------ INFORMATION
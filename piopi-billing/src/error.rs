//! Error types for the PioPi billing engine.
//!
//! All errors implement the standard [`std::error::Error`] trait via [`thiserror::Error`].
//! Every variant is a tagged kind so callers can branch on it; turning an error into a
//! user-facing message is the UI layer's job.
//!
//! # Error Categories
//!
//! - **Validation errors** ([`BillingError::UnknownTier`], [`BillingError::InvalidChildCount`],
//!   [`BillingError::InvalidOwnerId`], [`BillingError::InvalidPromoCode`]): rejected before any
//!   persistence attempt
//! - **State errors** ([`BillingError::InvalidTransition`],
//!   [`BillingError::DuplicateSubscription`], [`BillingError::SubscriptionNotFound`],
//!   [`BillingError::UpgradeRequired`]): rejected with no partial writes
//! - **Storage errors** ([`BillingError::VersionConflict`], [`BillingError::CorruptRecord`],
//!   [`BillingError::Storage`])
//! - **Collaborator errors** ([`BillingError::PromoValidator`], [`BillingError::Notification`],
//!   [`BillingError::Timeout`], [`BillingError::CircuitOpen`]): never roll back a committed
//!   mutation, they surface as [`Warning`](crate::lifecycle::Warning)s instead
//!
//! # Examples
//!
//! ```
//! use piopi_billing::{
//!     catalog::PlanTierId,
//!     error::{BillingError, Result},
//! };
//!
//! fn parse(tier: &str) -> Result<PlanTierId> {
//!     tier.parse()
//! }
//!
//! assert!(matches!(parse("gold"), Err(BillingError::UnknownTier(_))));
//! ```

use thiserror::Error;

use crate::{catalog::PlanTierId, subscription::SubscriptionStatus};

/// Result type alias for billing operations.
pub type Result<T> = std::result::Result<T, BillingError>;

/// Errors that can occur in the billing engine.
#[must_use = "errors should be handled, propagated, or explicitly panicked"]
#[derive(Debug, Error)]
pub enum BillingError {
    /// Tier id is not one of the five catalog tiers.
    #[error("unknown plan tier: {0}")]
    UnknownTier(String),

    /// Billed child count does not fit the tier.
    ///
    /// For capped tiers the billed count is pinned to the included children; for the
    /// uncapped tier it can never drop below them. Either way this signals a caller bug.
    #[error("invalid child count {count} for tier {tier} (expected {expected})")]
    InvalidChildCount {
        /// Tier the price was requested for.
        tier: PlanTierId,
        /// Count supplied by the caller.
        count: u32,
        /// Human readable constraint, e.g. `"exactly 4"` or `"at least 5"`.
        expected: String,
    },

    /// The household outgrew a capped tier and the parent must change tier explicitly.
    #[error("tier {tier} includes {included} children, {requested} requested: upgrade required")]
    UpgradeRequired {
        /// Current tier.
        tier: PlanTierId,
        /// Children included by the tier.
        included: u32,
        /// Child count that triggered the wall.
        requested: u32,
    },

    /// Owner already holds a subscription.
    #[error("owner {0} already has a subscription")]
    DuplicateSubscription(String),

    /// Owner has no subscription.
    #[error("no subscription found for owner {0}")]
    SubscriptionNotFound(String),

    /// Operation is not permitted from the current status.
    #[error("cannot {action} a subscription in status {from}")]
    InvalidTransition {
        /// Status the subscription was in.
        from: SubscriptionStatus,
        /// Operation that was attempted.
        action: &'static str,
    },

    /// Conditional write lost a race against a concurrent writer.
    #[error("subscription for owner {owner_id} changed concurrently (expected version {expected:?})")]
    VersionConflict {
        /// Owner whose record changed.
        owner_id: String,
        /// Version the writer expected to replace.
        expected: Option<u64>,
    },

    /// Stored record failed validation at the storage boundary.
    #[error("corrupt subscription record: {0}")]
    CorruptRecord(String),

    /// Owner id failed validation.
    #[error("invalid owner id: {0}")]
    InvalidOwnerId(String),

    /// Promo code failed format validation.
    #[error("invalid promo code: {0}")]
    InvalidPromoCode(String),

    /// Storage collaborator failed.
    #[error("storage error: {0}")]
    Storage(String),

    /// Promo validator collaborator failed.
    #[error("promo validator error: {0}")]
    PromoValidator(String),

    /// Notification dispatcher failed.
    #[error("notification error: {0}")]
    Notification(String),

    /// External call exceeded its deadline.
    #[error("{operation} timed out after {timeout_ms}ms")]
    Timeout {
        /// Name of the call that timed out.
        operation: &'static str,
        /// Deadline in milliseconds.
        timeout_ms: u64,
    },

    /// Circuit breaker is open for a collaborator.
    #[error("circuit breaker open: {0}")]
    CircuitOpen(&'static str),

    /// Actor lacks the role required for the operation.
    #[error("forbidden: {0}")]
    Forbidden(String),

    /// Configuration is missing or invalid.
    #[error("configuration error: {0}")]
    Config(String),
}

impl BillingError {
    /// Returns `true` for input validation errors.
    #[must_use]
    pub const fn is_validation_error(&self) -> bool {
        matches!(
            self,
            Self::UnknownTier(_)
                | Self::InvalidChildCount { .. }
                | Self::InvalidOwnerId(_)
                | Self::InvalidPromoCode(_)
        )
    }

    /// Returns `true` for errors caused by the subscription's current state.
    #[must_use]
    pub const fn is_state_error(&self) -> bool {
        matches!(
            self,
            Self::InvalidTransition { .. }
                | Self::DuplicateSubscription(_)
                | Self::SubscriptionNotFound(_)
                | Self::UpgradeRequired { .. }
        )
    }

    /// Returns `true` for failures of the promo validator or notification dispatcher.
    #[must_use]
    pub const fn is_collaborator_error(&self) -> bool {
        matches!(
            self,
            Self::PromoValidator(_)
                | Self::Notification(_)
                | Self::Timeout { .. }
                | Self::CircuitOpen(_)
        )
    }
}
------------
__TASK STATEMENT__: Look through the entries above; copy each line where the string "crate" appears.

__COMPLETED TASK__:
//!   mutation, they surface as [`Warning`](crate::lifecycle::Warning)s instead
use crate::{catalog::PlanTierId, subscription::SubscriptionStatus};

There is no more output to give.